From: Lee Hickling <hickling@-----.Net>
Subj: [kl] Some etymological observations on crap
Date: Mon, 22 Jun 1998 12:52:00 -0400

Ed Maurey wrote:

>Sir Thomas Crapper was a brilliant 19th Century hydraulic engineer who
>invented the flushing toilet! Countless toilets were marked with his
>company name. The resulting development of the word "crap" was
>inevitable.

I had always heard that Crapper was a master plumber, but of course, he
could also have been a brilliant hydraulic engineer. Anyway, his invention
-- examples of which were still in service here and there in England when
last I was there - involved a tank mounted high on the wall, with a chain
hanging down to release the water. The modern chain-and-ball-float
mechanism and the various improvements on it, such as the flapper valve,
were not, I believe, Crapper's inventions.

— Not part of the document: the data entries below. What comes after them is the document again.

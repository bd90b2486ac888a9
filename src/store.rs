use crate::device_rules::ensure_operational;
use crate::domain::device::{Device, DevicePatch, USER_DEVICE_ID};
use crate::domain::events::Event;
use std::collections::HashMap;
use std::sync::Arc;
use tokio::sync::mpsc::Receiver;
use tokio::sync::watch;
use tokio::sync::watch::{Receiver as WatchReceiver, Sender as WatchSender};
use tracing::{debug, info, instrument, warn};

pub type DeviceMap = HashMap<i64, Device>;

#[derive(Clone, Debug, Default)]
pub struct StoreSnapshot {
    pub devices: Arc<DeviceMap>,
}

#[derive(Debug)]
pub struct Store {
    devices: DeviceMap,
    rx: Receiver<Event>,
    notifier_tx: WatchSender<StoreSnapshot>,
    notifier_rx: WatchReceiver<StoreSnapshot>,
}

impl Store {
    pub fn new(rx: Receiver<Event>) -> Self {
        let (notifier_tx, notifier_rx) = watch::channel(StoreSnapshot::default());

        Store {
            devices: HashMap::new(),
            rx,
            notifier_tx,
            notifier_rx,
        }
    }

    pub fn notifier(&self) -> WatchReceiver<StoreSnapshot> {
        self.notifier_rx.clone()
    }

    /// Copies the devices into a fresh snapshot, so listeners never hold a lock the store
    /// needs to apply the next event.
    pub fn snapshot(&self) -> StoreSnapshot {
        StoreSnapshot {
            devices: Arc::new(self.devices.clone()),
        }
    }

    #[instrument(skip(self))]
    pub async fn listen(&mut self) {
        while let Some(event) = self.rx.recv().await {
            debug!("🔵 Received event: {:?}", event);
            let changed = match event {
                Event::DiscoveredDevices(discovered_devices) => self.register(discovered_devices),
                Event::UpsertDevice(patch) => self.upsert(patch),
                Event::RemoveDevice(device_id) => self.remove(device_id),
            };

            if changed {
                self.notifier_tx.send(self.snapshot()).unwrap_or_default();
            }
        }
        debug!("🔵 Event channel closed, store stopped");
    }

    fn register(&mut self, discovered_devices: Vec<Device>) -> bool {
        let num_devices = discovered_devices.len();
        debug!("🔵 Registering {} device(s)...", num_devices);

        self.devices
            .extend(discovered_devices.into_iter().map(|device| (device.id, device)));
        info!("🔵 Registering {} device(s)... OK", num_devices);
        true
    }

    fn upsert(&mut self, patch: DevicePatch) -> bool {
        let Some(device) = self.devices.get(&patch.id) else {
            let device = patch.into_device();
            info!(device_id = device.id, "🟢 Added device '{}' at {}", device.name, device.position);
            self.devices.insert(device.id, device);
            return true;
        };

        let previous_position = device.position;
        let mut updated = device.clone();
        updated.apply(patch);

        if is_checked(&updated) {
            let after = self.devices.values().filter(|d| d.id != updated.id).chain(std::iter::once(&updated));
            if let Err(e) = ensure_operational(after) {
                warn!(device_id = updated.id, "⚠️ Refused to update device '{}': {}", updated.name, e);
                return false;
            }
        }

        debug!(
            device_id = updated.id,
            "🟢 Updated device '{}', moved to {}, was {}", updated.name, updated.position, previous_position
        );
        self.devices.insert(updated.id, updated);
        true
    }

    fn remove(&mut self, device_id: i64) -> bool {
        let Some(device) = self.devices.get(&device_id) else {
            warn!(device_id, "⚠️ Cannot remove unknown device '{}'", device_id);
            return false;
        };

        if is_checked(device) {
            let remaining = self.devices.values().filter(|d| d.id != device_id);
            if let Err(e) = ensure_operational(remaining) {
                warn!(device_id, "⚠️ Refused to remove device '{}': {}", device.name, e);
                return false;
            }
        }

        if let Some(device) = self.devices.remove(&device_id) {
            info!(device_id, "🔴 Removed device '{}'", device.name);
        }
        true
    }
}

/// Persisted devices other than the user marker must leave at least one active desired
/// transmitter and one active receiver behind when they change or go away.
fn is_checked(device: &Device) -> bool {
    !device.is_temporary() && device.id != USER_DEVICE_ID
}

"The crapper" quickly became a slightly impolite word for what nice Brits
called the water closet or WC. By the linguistic process called
back-formation, it became a verb, to crap, and soon after, or perhaps
almost at the same time, the noun appeared in slang. The word crap, with a
variety of non-related meanings, is recorded from the late 18th century,
and the dice game craps has nothing to do with Crapper. It antedated his
invention by a century or more.

It would be interesting to know when and how our word traveled across the
Atlantic to the US and Canada. My microprint 1979 edition of the Oxford
English Dictionary, with Victorian delicacy, takes no notice of crap and
crapper in the sense under discussion. The 1987 supplement, somewhat less
prudish. does, but makes no mention of Sir Thomas. The word is recorded in
England from the 1890s on. One supposes it was common in slang well before
that, but not written down. The first American citations are from the
1920s. Did men of the AEF bring it home after World War I?

This concludes my lecture. If there are no questions, there will be a short
quiz, after which we will return to the topic of clarinets and music.